On Wednesday, meanwhile, Sanofi's shares were hit hard by another legal skirmish — this one over the patent for Lovenox, an anti-clotting agent and the company's fourth-best selling drug in the U.S. The loss of the Lovenox patent exclusivity in a U.S. District Court decision in California could open the door for the privately held California-based Amphastar Pharmaceuticals to market a generic version of the drug. The news sent Sanofi-Aventis stock plunging to $41.17 on Wednesday, a 4.9% drop.

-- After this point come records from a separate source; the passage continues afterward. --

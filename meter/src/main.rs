//! The meter binary.
//!
//! One executable hosts both sides of the pipeline: `meter agent run` samples runtime statistics
//! and pushes them to a collector, `meter collector run` receives and stores them. Every setting
//! can be given in `config.yml` of the config folder, as a command line argument, or through an
//! environment variable. Arguments and environment variables take precedence over the file.
//!
//! ```text
//! meter --config .meter agent run --address localhost:8080 --report-interval 10
//! ADDRESS=0.0.0.0:8080 STORE_INTERVAL=0 meter collector run
//! meter config show --format yaml
//! ```

mod cli;
mod cliapp;
mod setup;

use std::process;

#[cfg(target_os = "linux")]
#[global_allocator]
static GLOBAL: tikv_jemallocator::Jemalloc = tikv_jemallocator::Jemalloc;

pub fn main() {
    let exit_code = match cli::execute() {
        Ok(()) => 0,
        Err(err) => {
            meter_log::ensure_error(&err);
            1
        }
    };

    process::exit(exit_code);
}
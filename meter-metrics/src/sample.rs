use std::fmt;
use std::str::FromStr;

use serde::{Deserialize, Serialize};

use crate::protocol::{MalformedMetricError, WireMetric};

/// Type used for counter deltas.
pub type CounterType = i64;

/// Type used for gauge values.
pub type GaugeType = f64;

/// The kind of a [`MetricValue`], determining how it merges with a previous value.
#[derive(Clone, Copy, Debug, Eq, PartialEq, Hash, Ord, PartialOrd, Deserialize, Serialize)]
#[serde(rename_all = "lowercase")]
pub enum MetricKind {
    /// Stores the last reported value.
    Gauge,
    /// Sums up all reported deltas.
    Counter,
}

impl MetricKind {
    /// Returns the name of this kind as used in request paths and JSON payloads.
    pub fn as_str(&self) -> &'static str {
        match self {
            Self::Gauge => "gauge",
            Self::Counter => "counter",
        }
    }
}

impl fmt::Display for MetricKind {
    fn fmt(&self, f: &mut fmt::Formatter<'_>) -> fmt::Result {
        f.write_str(self.as_str())
    }
}

impl FromStr for MetricKind {
    type Err = MalformedMetricError;

    fn from_str(s: &str) -> Result<Self, Self::Err> {
        match s {
            "gauge" => Ok(Self::Gauge),
            "counter" => Ok(Self::Counter),
            other => Err(MalformedMetricError::UnknownKind(other.to_owned())),
        }
    }
}

/// The typed value of a [`MetricSample`].
#[derive(Clone, Copy, Debug, PartialEq)]
pub enum MetricValue {
    /// An absolute value. See [`MetricKind::Gauge`].
    Gauge(GaugeType),
    /// A delta to add to the stored value. See [`MetricKind::Counter`].
    Counter(CounterType),
}

impl MetricValue {
    /// Returns the kind of this value.
    pub fn kind(&self) -> MetricKind {
        match self {
            Self::Gauge(_) => MetricKind::Gauge,
            Self::Counter(_) => MetricKind::Counter,
        }
    }

    /// Merges an incoming value into this one.
    ///
    /// Two counters add up. In every other case the incoming value replaces the current one,
    /// including when the kinds differ.
    pub fn merge(self, incoming: Self) -> Self {
        match (self, incoming) {
            (Self::Counter(current), Self::Counter(delta)) => {
                Self::Counter(current.saturating_add(delta))
            }
            (_, incoming) => incoming,
        }
    }
}

impl fmt::Display for MetricValue {
    fn fmt(&self, f: &mut fmt::Formatter<'_>) -> fmt::Result {
        match self {
            Self::Gauge(value) => value.fmt(f),
            Self::Counter(delta) => delta.fmt(f),
        }
    }
}

/// A single named metric value.
///
/// Samples are immutable. Merging creates a new sample, see [`MetricSample::merge`].
#[derive(Clone, Debug, PartialEq, Deserialize, Serialize)]
#[serde(try_from = "WireMetric", into = "WireMetric")]
pub struct MetricSample {
    name: String,
    value: MetricValue,
}

impl MetricSample {
    /// Creates a new sample from a name and a value.
    ///
    /// Returns an error if the name is empty or a gauge value is not finite.
    pub fn new(name: impl Into<String>, value: MetricValue) -> Result<Self, MalformedMetricError> {
        let name = name.into();
        if name.is_empty() {
            return Err(MalformedMetricError::EmptyName);
        }
        if let MetricValue::Gauge(value) = value
            && !value.is_finite()
        {
            return Err(MalformedMetricError::NonFinite(name));
        }
        Ok(Self { name, value })
    }

    /// Creates a gauge sample.
    pub fn gauge(name: impl Into<String>, value: GaugeType) -> Result<Self, MalformedMetricError> {
        Self::new(name, MetricValue::Gauge(value))
    }

    /// Creates a counter sample.
    pub fn counter(
        name: impl Into<String>,
        delta: CounterType,
    ) -> Result<Self, MalformedMetricError> {
        Self::new(name, MetricValue::Counter(delta))
    }

    /// The unique name of this metric.
    pub fn name(&self) -> &str {
        &self.name
    }

    /// The typed value of this sample.
    pub fn value(&self) -> MetricValue {
        self.value
    }

    /// The kind of this sample.
    pub fn kind(&self) -> MetricKind {
        self.value.kind()
    }

    /// Returns a sample with the incoming value merged into this one.
    ///
    /// The name of `self` is kept. See [`MetricValue::merge`] for the merge rules.
    pub fn merge(&self, incoming: &MetricSample) -> MetricSample {
        MetricSample {
            name: self.name.clone(),
            value: self.value.merge(incoming.value),
        }
    }

    /// Splits the sample into its name and value.
    pub fn into_parts(self) -> (String, MetricValue) {
        (self.name, self.value)
    }
}

impl fmt::Display for MetricSample {
    fn fmt(&self, f: &mut fmt::Formatter<'_>) -> fmt::Result {
        write!(f, "{}/{}/{}", self.kind(), self.name, self.value)
    }
}
//! # Meter Threading
//!
//! A fixed-size pool of asynchronous workers that drain a shared job channel.
//!
//! [`WorkerPool::run`] spawns exactly `num_workers` workers on a Tokio runtime. Each worker pulls
//! jobs from the channel and awaits the handler for one job at a time, so at most `num_workers`
//! handlers run concurrently. `run` completes once the channel is closed and drained and every
//! worker has finished its last job.
//!
//! There is no result channel. Handlers report their own errors, for example by logging them.
//! Cancellation works by dropping all senders, never by aborting in-flight jobs.
//!
//! ## Usage Example
//!
//! ```rust
//! use meter_threading::WorkerPoolBuilder;
//! use tokio::runtime::Handle;
//!
//! # #[tokio::main(flavor = "current_thread")]
//! # async fn main() {
//! let pool = WorkerPoolBuilder::new(Handle::current())
//!     .num_workers(4)
//!     .build();
//!
//! let (tx, rx) = pool.channel();
//! let producer = tokio::spawn(async move {
//!     for job in 0..10 {
//!         tx.send_async(job).await.ok();
//!     }
//! });
//!
//! pool.run(rx, |job: u32| async move {
//!     // Deliver the job here.
//!     let _ = job;
//! })
//! .await;
//! producer.await.unwrap();
//! # }
//! ```
//!
//! ## Error Handling
//!
//! A panic in a handler terminates its worker. With a panic handler configured, the panic is
//! passed to the handler and the remaining workers continue. Without one, the panic resumes in the
//! caller of `run` after all other workers finished.
#![warn(missing_docs)]

mod builder;
mod pool;

pub use self::builder::*;
pub use self::pool::*;
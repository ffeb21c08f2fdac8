use std::error::Error;
use std::future::Future;
use std::sync::Arc;
use std::sync::atomic::{AtomicBool, Ordering};
use std::time::Duration;

use meter_auth::{EncryptionKey, KeyLoadError, SigningKey};
use meter_config::Config;
use meter_metrics::{MetricSample, optimize};
use meter_statsd::metric;
use meter_store::{MemoryStore, MetricStore};
use meter_threading::{WorkerPool, WorkerPoolBuilder};
use parking_lot::Mutex;
use tokio::sync::{OnceCell, oneshot};
use tokio::task::JoinHandle;
use tokio::time::MissedTickBehavior;

use crate::payload::{PayloadEncoder, Upload};
use crate::sampler::Sampler;
use crate::statsd::AgentCounters;
use crate::upstream::{UpstreamClient, UpstreamError};

/// An error starting the agent.
#[derive(Debug, thiserror::Error)]
pub enum AgentError {
    /// The public key for payload encryption could not be loaded.
    #[error("failed to load encryption key")]
    EncryptionKey(#[from] KeyLoadError),
    /// The HTTP client could not be created.
    #[error("failed to create upstream client")]
    Upstream(#[from] UpstreamError),
}

/// Stops a timer started by the [`Agent`].
///
/// Dropping the handle also stops the timer, but does not wait for it.
#[derive(Debug)]
pub struct StopHandle {
    stop: oneshot::Sender<()>,
    task: JoinHandle<()>,
}

impl StopHandle {
    /// Stops the timer and waits for a running cycle to finish.
    ///
    /// In-flight deliveries are drained, not aborted.
    pub async fn stop(self) {
        self.stop.send(()).ok();

        if let Err(error) = self.task.await {
            meter_log::error!(
                error = &error as &dyn Error,
                "agent timer terminated abnormally"
            );
        }
    }
}

struct Inner {
    config: Arc<Config>,
    store: MemoryStore,
    sampler: Mutex<Sampler>,
    encoder: PayloadEncoder,
    upstream: UpstreamClient,
    pool: WorkerPool,
    batch_mode: OnceCell<bool>,
    collecting: AtomicBool,
    delivering: AtomicBool,
}

impl Inner {
    async fn collect(&self) {
        let samples = self.sampler.lock().sample();

        if let Err(error) = self.store.set_many(samples).await {
            meter_log::error!(
                error = &error as &dyn Error,
                "failed to record runtime statistics"
            );
            return;
        }

        metric!(counter(AgentCounters::Collect) += 1);
    }

    async fn batch_mode(&self) -> bool {
        *self
            .batch_mode
            .get_or_init(|| async {
                let available = self.upstream.ping().await;
                meter_log::info!(
                    batch = available,
                    "checked collector at {}",
                    self.upstream.base_url()
                );
                available
            })
            .await
    }

    fn uploads(&self, samples: Vec<MetricSample>, batch_mode: bool) -> Vec<Upload> {
        let encoded = if batch_mode {
            optimize(samples)
                .chunks(self.config.batch_size())
                .map(|chunk| self.encoder.batch(chunk))
                .collect::<Vec<_>>()
        } else {
            samples
                .iter()
                .flat_map(|sample| [Ok(self.encoder.plain(sample)), self.encoder.single(sample)])
                .collect()
        };

        encoded
            .into_iter()
            .filter_map(|result| match result {
                Ok(upload) => Some(upload),
                Err(error) => {
                    metric!(counter(AgentCounters::DeliveryFailed) += 1);
                    meter_log::error!(
                        error = &error as &dyn Error,
                        "failed to encode metrics"
                    );
                    None
                }
            })
            .collect()
    }

    async fn upload(&self, upload: Upload) {
        metric!(counter(AgentCounters::DeliveryAttempt) += 1);

        if let Err(error) = self.upstream.send(&upload).await {
            metric!(counter(AgentCounters::DeliveryFailed) += 1);
            meter_log::error!(
                error = &error as &dyn Error,
                path = %upload.segments.join("/"),
                "failed to deliver metrics"
            );
        }
    }

    async fn deliver(self: &Arc<Self>) {
        let batch_mode = self.batch_mode().await;

        let lookup = match self.store.get_many(self.config.metric_names()).await {
            Ok(lookup) => lookup,
            Err(error) => {
                meter_log::error!(error = &error as &dyn Error, "failed to read metrics");
                return;
            }
        };

        if !lookup.missing.is_empty() {
            meter_log::debug!("metrics not sampled yet: {}", lookup.missing.join(", "));
        }

        let uploads = self.uploads(lookup.found, batch_mode);
        let (sender, jobs) = self.pool.channel();

        let produce = async move {
            for upload in uploads {
                if sender.send_async(upload).await.is_err() {
                    break;
                }
            }
        };

        let inner = Arc::clone(self);
        let consume = self.pool.run(jobs, move |upload| {
            let inner = Arc::clone(&inner);
            async move { inner.upload(upload).await }
        });

        tokio::join!(produce, consume);
    }
}

/// Repeats `tick` every `period` until `stop` resolves. The first tick fires immediately.
async fn run_timer<F, Fut>(period: Duration, mut stop: oneshot::Receiver<()>, mut tick: F)
where
    F: FnMut() -> Fut,
    Fut: Future<Output = ()>,
{
    let mut interval = tokio::time::interval(period.max(Duration::from_millis(1)));
    interval.set_missed_tick_behavior(MissedTickBehavior::Delay);

    loop {
        tokio::select! {
            biased;
            _ = &mut stop => break,
            _ = interval.tick() => tick().await,
        }
    }
}

/// Samples runtime statistics and delivers them to the collector.
///
/// Collection and delivery run on independent timers. Each timer can be started once; starting it
/// again while it runs returns `None`.
#[derive(Clone)]
pub struct Agent {
    inner: Arc<Inner>,
}

impl Agent {
    /// Creates an agent from the configuration.
    ///
    /// Must be called from within a tokio runtime. Delivery workers are spawned on it.
    pub async fn new(config: Arc<Config>) -> Result<Self, AgentError> {
        let signing_key = config.agent_key().map(SigningKey::new);
        let encryption_key = config
            .agent_crypto_key()
            .map(EncryptionKey::from_file)
            .transpose()?;

        let upstream =
            UpstreamClient::new(config.upstream_address(), config.request_timeout()).await?;

        let pool = WorkerPoolBuilder::new(tokio::runtime::Handle::current())
            .worker_name(|index| format!("delivery-{index}"))
            .num_workers(config.delivery_concurrency())
            .build();

        let inner = Inner {
            store: MemoryStore::new(),
            sampler: Mutex::new(Sampler::new()),
            encoder: PayloadEncoder::new(signing_key, encryption_key),
            upstream,
            pool,
            batch_mode: OnceCell::new(),
            collecting: AtomicBool::new(false),
            delivering: AtomicBool::new(false),
            config,
        };

        Ok(Self {
            inner: Arc::new(inner),
        })
    }

    /// Returns the local buffer of sampled metrics.
    pub fn store(&self) -> &MemoryStore {
        &self.inner.store
    }

    /// Runs a single collection cycle.
    pub async fn collect(&self) {
        self.inner.collect().await
    }

    /// Runs a single delivery cycle and waits until every upload has completed or failed.
    ///
    /// The first cycle asks the collector whether it supports batches.
    pub async fn deliver(&self) {
        self.inner.deliver().await
    }

    /// Starts sampling on the poll interval.
    ///
    /// Returns `None` if collection is already running.
    pub fn start_collecting(&self) -> Option<StopHandle> {
        if self.inner.collecting.swap(true, Ordering::AcqRel) {
            return None;
        }

        let inner = Arc::clone(&self.inner);
        let (stop, stopped) = oneshot::channel();

        let task = tokio::spawn(async move {
            meter_log::debug!("starting collection");
            run_timer(inner.config.poll_interval(), stopped, || inner.collect()).await;
            inner.collecting.store(false, Ordering::Release);
            meter_log::debug!("stopped collection");
        });

        Some(StopHandle { stop, task })
    }

    /// Starts delivery on the report interval.
    ///
    /// Returns `None` if delivery is already running.
    pub fn start_delivering(&self) -> Option<StopHandle> {
        if self.inner.delivering.swap(true, Ordering::AcqRel) {
            return None;
        }

        let inner = Arc::clone(&self.inner);
        let (stop, stopped) = oneshot::channel();

        let task = tokio::spawn(async move {
            meter_log::debug!("starting delivery");
            run_timer(inner.config.report_interval(), stopped, || inner.deliver()).await;
            inner.delivering.store(false, Ordering::Release);
            meter_log::debug!("stopped delivery");
        });

        Some(StopHandle { stop, task })
    }
}
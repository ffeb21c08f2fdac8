use std::error::Error;
use std::future::Future;
use std::io;
use std::time::Duration;

/// Delays between consecutive attempts of [`try_run`].
///
/// The schedule is shared by every call site: agent delivery, collector health checks and backend
/// initialization all retry at most `RETRY_DELAYS.len()` times.
pub const RETRY_DELAYS: [Duration; 3] = [
    Duration::from_secs(1),
    Duration::from_secs(3),
    Duration::from_secs(5),
];

/// The SQLSTATE class of transient connection exceptions.
const CONNECTION_EXCEPTION_CLASS: &str = "08";

/// Runs `f` and retries it according to [`RETRY_DELAYS`] while `is_retryable` returns `true`.
///
/// Errors for which `is_retryable` is `false` are returned immediately. Once the schedule is
/// exhausted, the error of the last attempt is returned. In total `f` is invoked at most
/// `1 + RETRY_DELAYS.len()` times.
///
/// # Example
///
/// ```
/// # async fn example() -> std::io::Result<()> {
/// let value = meter_common::try_run(
///     || async { Ok::<_, std::io::Error>(42) },
///     |error| meter_common::is_connection_refused(error),
/// )
/// .await?;
/// assert_eq!(value, 42);
/// # Ok(())
/// # }
/// ```
pub async fn try_run<F, Fut, T, E, P>(mut f: F, is_retryable: P) -> Result<T, E>
where
    F: FnMut() -> Fut,
    Fut: Future<Output = Result<T, E>>,
    P: Fn(&E) -> bool,
{
    let mut delays = RETRY_DELAYS.iter();

    loop {
        let error = match f().await {
            Ok(value) => return Ok(value),
            Err(error) => error,
        };

        if !is_retryable(&error) {
            return Err(error);
        }

        let Some(delay) = delays.next() else {
            return Err(error);
        };

        meter_log::debug!("retrying in {}s after transient error", delay.as_secs());
        tokio::time::sleep(*delay).await;
    }
}

/// Returns `true` if the error or any of its sources is a refused connection.
pub fn is_connection_refused(error: &(dyn Error + 'static)) -> bool {
    let mut source = Some(error);

    while let Some(error) = source {
        if let Some(io_error) = error.downcast_ref::<io::Error>()
            && io_error.kind() == io::ErrorKind::ConnectionRefused
        {
            return true;
        }
        source = error.source();
    }

    false
}

/// Returns `true` if the SQLSTATE code belongs to the connection exception class (`08xxx`).
pub fn is_connection_exception(code: &str) -> bool {
    code.starts_with(CONNECTION_EXCEPTION_CLASS)
}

But a promising new diet drug called Acomplia could make up for any earnings losses and then some. The drug has been shown to lower six of the nine cardiovascular risk factors. Most noticeably, Acomplia helps patients lose weight. But Sanofi says it also helps control their food intake; helps them quit smoking; increases their HDL, or "good cholesterol," levels; reduces their triglycerides; and is effective in treating diabetes — a disease with a patient population that more than doubled from 1980 to 2003, to roughly 18 million.
Results from the drug's final clinical trials were released at the annual meeting of the American Diabetes Association in San Diego on Sunday. Sanofi has applied for approval to sell the drug in the U.S. and international markets, and analysts expect a launch in the first half of 2006.
How does this wonder drug work? Acomplia attacks weight loss and diabetes differently from most diet drugs. By acting on the brain to control hunger, patients effectively eat less. And since the same area of the brain that controls hunger also controls other addictive behaviors, some patients who take the drug are more easily able to quit smoking cigarettes. "[Acomplia] represents what Sanofi is hoping to do — to treat old diseases with new drugs with new mechanisms, new ways of working," says Gbola Amusa, an analyst at Bernstein & Co. "Obesity has been around for a long time, and nothing really works. It's time to try something new."
The projected annual sales numbers for Acomplia represent an enticing opportunity for investors. Two weeks ago, Sanofi-Aventis Chairman and Chief Executive Jean-Francois Dehecq told Reuters, "For such a product, in my expectations three [billion dollars] is not too much." Amusa estimates that by 2010, Acomplia will generate 4.2 billion euros per year in revenue ($5.2 billion). "A lot of people who are focused on Plavix, I would argue, should be more focused on Acomplia," he says, "because it will be more important to the company."
More important, indeed. With an additional $5.2 billion in annual revenue, could you blame anyone in management for ordering dessert?